+++ Data shown +++

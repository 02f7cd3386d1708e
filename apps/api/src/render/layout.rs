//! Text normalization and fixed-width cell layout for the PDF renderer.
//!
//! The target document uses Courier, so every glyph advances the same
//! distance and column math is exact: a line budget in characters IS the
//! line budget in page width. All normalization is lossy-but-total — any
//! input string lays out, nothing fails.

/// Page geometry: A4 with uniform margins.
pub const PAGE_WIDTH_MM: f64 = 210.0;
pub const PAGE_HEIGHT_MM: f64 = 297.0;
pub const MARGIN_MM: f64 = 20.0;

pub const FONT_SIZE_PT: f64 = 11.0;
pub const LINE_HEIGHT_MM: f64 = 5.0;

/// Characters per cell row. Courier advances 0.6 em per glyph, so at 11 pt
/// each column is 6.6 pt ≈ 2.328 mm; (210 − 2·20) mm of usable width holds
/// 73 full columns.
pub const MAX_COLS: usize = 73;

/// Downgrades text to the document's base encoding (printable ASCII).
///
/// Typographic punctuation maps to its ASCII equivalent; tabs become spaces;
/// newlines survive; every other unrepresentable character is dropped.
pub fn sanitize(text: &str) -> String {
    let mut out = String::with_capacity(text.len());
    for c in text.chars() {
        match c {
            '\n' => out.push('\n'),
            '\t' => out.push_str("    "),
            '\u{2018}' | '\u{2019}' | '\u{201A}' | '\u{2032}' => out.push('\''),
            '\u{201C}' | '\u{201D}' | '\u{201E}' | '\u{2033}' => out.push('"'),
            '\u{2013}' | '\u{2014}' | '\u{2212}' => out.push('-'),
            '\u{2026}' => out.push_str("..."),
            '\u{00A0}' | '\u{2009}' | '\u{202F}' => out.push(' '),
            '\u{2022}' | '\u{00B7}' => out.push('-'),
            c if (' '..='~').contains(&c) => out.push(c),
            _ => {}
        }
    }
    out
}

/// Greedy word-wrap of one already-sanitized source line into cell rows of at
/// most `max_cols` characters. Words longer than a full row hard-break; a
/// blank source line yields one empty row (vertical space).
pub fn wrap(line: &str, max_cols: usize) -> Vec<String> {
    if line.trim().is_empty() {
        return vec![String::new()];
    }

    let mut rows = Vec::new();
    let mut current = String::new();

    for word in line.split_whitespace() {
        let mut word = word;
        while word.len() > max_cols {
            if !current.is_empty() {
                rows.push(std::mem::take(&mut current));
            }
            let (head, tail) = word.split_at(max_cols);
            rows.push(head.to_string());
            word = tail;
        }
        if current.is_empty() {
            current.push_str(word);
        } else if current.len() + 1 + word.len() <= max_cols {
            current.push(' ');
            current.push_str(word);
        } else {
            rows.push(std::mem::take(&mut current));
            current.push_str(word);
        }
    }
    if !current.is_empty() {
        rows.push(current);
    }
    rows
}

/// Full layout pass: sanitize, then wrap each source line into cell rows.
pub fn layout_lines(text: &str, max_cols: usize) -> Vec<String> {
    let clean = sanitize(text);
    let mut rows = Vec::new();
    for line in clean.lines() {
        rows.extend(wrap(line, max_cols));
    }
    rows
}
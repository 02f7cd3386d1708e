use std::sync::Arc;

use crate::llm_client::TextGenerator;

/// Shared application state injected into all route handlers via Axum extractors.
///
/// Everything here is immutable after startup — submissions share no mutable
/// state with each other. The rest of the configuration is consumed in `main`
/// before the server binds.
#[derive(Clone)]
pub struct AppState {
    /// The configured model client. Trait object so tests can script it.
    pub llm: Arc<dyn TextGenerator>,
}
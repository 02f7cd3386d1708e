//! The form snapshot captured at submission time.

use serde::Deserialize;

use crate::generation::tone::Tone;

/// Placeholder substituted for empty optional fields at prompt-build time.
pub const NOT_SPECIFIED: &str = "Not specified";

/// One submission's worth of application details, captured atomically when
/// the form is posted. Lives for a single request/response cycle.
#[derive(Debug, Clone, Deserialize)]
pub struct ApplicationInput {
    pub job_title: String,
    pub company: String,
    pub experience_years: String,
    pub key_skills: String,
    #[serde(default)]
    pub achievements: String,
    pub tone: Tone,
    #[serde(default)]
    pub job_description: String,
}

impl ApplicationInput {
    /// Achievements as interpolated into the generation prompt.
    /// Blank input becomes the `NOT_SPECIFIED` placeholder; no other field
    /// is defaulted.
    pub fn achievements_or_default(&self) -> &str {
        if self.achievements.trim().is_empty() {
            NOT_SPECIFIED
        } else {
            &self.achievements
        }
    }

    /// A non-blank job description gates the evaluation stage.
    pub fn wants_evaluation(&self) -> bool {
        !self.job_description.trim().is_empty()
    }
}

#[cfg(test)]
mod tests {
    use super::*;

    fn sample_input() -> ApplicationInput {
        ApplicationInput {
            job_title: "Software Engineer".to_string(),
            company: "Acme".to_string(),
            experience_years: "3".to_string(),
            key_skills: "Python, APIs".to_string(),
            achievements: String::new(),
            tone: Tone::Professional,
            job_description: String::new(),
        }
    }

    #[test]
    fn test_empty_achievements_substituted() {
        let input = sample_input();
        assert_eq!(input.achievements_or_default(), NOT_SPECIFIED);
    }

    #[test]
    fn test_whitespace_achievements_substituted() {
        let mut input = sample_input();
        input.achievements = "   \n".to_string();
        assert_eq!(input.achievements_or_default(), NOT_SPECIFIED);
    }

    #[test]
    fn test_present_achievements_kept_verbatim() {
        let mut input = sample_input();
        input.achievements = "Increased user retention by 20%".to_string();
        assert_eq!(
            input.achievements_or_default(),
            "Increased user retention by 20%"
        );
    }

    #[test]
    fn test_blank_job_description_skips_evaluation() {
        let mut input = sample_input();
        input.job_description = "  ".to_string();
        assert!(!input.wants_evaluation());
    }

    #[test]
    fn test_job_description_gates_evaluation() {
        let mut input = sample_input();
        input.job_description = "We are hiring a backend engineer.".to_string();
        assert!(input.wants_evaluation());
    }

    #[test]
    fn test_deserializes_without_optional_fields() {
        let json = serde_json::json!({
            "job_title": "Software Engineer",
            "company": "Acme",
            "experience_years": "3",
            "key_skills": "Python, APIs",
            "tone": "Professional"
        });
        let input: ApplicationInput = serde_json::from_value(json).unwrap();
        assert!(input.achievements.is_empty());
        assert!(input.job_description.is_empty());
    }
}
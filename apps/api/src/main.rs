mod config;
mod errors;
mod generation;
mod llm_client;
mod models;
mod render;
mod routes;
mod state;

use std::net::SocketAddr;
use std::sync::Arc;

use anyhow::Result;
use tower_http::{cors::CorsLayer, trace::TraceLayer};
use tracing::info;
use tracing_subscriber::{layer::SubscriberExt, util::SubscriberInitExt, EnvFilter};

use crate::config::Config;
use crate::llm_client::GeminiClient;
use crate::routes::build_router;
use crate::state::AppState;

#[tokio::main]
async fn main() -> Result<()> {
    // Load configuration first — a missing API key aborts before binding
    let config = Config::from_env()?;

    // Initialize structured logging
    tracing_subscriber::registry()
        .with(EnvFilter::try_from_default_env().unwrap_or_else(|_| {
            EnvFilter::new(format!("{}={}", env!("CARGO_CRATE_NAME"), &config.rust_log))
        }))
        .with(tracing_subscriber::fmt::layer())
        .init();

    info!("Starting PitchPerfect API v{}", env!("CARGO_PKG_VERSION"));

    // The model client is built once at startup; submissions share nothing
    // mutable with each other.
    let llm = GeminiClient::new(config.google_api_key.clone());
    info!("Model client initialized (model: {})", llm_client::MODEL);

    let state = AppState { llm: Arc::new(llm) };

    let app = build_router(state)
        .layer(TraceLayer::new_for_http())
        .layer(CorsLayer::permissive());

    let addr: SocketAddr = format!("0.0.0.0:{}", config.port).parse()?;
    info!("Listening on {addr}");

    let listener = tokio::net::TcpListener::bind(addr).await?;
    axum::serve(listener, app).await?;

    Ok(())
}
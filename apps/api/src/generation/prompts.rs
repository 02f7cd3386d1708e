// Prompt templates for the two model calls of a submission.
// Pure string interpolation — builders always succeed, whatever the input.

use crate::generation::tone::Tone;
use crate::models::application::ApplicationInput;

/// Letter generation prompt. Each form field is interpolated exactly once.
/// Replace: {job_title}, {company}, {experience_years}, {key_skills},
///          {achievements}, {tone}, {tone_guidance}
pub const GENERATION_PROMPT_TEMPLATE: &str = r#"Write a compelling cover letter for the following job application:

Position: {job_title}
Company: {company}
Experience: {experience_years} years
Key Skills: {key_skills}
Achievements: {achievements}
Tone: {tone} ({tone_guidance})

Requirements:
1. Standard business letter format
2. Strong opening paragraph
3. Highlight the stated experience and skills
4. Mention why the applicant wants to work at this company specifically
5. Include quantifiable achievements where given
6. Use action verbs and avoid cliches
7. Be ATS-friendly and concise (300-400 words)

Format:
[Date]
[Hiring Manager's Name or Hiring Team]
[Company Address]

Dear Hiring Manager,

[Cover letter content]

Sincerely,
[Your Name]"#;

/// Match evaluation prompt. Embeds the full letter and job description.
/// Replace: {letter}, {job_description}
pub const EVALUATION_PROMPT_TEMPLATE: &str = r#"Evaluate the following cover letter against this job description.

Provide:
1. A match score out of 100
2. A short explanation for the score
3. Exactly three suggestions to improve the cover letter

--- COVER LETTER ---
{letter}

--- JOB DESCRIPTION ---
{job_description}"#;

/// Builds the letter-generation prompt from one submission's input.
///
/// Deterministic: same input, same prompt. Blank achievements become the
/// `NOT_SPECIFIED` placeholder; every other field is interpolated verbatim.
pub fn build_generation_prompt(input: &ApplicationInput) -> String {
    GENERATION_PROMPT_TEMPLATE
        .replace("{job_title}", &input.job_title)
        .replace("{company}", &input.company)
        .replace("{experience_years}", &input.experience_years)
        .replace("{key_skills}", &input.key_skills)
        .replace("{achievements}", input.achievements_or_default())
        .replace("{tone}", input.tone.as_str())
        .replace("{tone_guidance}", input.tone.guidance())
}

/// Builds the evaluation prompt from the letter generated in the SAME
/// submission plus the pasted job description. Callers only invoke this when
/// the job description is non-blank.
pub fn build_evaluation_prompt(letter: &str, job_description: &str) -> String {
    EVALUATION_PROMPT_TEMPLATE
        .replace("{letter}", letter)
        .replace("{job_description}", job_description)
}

+++

Your goal | Copy all lines of the material above where the string "TraceLayer" occurs.

Solution for this task |
use tower_http::{cors::CorsLayer, trace::TraceLayer};
        .layer(TraceLayer::new_for_http())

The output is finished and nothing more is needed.